#### TASK DETAILS
How many lines in the entries below contain "static"? Answer with the number only.

(Beginning of ENTRIES SHOWN)

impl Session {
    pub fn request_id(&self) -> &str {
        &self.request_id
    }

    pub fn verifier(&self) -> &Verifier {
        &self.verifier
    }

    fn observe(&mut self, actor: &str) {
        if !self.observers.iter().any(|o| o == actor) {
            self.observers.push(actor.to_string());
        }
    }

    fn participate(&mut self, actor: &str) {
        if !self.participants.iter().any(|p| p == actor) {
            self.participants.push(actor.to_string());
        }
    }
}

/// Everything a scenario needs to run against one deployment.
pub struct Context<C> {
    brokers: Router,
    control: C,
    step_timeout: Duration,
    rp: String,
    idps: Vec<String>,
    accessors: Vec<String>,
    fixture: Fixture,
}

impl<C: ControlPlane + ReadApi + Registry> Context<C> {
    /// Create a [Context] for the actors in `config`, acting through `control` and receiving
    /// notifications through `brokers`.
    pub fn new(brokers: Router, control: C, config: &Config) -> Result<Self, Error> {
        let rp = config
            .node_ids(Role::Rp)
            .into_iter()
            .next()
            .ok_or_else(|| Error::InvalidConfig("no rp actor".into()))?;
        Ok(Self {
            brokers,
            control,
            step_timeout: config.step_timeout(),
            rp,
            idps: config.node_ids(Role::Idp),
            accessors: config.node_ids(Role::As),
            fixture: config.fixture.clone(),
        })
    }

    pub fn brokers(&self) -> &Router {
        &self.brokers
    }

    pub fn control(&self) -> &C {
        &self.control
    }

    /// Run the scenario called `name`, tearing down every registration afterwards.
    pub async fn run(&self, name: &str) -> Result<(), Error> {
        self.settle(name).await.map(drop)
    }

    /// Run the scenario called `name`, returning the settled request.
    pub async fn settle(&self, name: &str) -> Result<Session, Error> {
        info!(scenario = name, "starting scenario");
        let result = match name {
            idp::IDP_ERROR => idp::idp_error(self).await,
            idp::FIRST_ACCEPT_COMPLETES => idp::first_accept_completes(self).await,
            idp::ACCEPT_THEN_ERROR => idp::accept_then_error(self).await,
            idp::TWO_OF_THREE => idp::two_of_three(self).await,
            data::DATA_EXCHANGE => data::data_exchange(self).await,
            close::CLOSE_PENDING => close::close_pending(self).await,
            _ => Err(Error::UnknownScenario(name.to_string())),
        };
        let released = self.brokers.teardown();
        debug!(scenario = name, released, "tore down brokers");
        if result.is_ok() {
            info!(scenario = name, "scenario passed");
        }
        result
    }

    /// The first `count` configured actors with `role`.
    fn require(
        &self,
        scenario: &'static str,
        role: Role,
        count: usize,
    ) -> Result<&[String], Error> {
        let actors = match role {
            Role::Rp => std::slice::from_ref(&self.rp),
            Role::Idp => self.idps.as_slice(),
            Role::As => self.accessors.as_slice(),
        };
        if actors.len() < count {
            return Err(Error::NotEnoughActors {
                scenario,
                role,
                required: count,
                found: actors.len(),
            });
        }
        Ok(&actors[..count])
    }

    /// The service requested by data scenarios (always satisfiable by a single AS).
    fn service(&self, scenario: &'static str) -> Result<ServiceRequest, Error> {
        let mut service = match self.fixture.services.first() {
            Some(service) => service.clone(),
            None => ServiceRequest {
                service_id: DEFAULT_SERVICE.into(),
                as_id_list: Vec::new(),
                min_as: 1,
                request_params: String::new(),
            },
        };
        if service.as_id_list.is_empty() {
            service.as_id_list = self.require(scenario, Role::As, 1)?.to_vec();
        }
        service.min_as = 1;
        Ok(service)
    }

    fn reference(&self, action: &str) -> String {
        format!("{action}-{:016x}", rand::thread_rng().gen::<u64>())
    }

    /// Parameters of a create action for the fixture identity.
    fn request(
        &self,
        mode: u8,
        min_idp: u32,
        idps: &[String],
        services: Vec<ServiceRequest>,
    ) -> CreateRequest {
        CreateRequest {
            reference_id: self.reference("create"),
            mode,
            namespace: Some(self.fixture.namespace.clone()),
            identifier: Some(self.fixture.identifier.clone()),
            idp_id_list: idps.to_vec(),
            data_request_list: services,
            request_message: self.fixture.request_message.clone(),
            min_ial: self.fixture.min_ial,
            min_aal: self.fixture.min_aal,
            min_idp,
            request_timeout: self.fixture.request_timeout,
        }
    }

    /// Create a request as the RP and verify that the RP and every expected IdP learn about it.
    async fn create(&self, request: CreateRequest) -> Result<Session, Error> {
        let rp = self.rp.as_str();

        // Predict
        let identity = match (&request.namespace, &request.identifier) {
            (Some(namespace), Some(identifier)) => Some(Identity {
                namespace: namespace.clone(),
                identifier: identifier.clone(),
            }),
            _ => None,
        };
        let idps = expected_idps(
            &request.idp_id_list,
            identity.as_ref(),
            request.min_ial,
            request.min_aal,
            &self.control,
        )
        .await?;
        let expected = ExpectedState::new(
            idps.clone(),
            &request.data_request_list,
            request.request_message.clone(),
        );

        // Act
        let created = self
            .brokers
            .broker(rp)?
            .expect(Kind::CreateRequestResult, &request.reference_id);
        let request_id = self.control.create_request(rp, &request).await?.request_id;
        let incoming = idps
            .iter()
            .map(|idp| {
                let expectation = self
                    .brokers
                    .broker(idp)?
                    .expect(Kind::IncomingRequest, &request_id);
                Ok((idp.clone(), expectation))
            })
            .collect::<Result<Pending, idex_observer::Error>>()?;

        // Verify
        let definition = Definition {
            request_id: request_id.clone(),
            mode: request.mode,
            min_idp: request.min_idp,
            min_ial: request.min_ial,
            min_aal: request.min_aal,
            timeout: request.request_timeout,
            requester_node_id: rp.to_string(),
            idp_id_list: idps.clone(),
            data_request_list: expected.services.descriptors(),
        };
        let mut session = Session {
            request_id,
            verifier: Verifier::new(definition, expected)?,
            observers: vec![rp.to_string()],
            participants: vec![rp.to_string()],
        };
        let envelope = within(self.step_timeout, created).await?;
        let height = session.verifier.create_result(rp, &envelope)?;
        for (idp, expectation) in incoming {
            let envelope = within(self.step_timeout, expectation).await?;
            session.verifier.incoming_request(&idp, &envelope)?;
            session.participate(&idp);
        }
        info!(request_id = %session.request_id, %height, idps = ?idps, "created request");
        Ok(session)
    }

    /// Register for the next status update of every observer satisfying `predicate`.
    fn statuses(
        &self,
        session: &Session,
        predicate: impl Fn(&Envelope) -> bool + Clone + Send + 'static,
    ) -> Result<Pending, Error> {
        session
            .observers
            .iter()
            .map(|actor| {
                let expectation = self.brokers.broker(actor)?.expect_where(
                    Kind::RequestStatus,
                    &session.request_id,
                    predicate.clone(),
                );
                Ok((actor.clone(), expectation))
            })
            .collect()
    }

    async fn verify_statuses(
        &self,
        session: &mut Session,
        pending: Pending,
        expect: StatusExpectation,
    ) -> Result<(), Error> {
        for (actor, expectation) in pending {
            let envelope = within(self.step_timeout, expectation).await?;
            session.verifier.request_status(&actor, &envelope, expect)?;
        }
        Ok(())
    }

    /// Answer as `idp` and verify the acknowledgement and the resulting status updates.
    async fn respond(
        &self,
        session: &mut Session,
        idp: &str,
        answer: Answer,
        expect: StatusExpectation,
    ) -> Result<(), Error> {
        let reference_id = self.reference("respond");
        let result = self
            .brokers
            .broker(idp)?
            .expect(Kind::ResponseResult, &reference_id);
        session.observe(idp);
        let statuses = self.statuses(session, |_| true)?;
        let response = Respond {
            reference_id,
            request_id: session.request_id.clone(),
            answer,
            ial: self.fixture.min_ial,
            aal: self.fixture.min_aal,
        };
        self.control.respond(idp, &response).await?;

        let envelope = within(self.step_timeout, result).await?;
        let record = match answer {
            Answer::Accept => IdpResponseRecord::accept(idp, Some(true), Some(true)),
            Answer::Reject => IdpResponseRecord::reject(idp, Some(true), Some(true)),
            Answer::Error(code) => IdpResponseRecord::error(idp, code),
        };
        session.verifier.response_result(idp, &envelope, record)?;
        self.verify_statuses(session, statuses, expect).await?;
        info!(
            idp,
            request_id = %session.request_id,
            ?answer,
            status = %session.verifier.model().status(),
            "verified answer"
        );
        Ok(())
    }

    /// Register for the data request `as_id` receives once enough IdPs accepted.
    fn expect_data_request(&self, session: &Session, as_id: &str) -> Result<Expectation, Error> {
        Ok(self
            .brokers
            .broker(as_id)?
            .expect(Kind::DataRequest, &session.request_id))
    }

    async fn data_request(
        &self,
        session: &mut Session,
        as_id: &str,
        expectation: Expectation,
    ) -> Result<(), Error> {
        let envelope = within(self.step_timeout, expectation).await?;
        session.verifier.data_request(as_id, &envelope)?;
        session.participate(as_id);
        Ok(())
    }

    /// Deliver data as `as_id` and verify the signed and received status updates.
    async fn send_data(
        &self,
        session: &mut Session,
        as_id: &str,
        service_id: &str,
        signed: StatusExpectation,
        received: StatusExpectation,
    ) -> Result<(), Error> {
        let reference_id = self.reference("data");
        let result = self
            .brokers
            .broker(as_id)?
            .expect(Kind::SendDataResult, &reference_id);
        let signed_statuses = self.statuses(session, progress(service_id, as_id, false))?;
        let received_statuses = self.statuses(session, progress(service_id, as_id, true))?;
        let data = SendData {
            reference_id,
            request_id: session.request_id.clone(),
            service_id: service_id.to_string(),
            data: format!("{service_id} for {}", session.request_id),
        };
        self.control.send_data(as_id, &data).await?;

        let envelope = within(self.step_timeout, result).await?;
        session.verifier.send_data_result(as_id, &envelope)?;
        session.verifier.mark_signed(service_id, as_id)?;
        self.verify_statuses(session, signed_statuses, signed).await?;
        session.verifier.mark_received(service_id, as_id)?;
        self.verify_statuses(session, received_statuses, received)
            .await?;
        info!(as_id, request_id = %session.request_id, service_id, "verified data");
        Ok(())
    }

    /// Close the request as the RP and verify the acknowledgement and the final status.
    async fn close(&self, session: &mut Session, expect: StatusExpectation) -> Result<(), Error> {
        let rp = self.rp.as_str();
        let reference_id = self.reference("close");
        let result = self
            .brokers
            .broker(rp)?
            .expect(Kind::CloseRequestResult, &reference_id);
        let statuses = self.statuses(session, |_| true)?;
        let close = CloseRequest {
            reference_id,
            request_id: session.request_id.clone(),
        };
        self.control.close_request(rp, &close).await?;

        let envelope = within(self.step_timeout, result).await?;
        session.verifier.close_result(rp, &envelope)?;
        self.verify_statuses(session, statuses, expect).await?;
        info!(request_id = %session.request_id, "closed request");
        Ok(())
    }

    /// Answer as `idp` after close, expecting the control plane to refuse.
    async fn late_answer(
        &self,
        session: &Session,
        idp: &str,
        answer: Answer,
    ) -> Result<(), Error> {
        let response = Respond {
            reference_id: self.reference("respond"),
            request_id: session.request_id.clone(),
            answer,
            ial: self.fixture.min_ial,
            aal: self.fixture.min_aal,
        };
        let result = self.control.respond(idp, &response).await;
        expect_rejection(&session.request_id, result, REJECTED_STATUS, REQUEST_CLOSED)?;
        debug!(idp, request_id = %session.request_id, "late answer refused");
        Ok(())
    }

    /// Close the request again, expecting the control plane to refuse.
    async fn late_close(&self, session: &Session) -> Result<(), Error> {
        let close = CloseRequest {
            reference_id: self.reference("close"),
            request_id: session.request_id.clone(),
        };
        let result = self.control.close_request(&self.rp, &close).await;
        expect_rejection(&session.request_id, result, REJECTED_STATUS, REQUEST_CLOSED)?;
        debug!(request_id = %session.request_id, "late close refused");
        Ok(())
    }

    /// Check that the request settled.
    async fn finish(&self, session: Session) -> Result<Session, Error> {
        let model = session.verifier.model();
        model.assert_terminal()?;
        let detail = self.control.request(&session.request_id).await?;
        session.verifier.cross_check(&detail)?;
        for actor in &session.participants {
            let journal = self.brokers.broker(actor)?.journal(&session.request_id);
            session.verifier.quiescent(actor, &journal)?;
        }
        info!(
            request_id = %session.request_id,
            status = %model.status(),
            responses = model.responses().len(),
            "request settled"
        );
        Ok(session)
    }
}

(End of ENTRIES SHOWN)

#### EXERCISE RESULT
3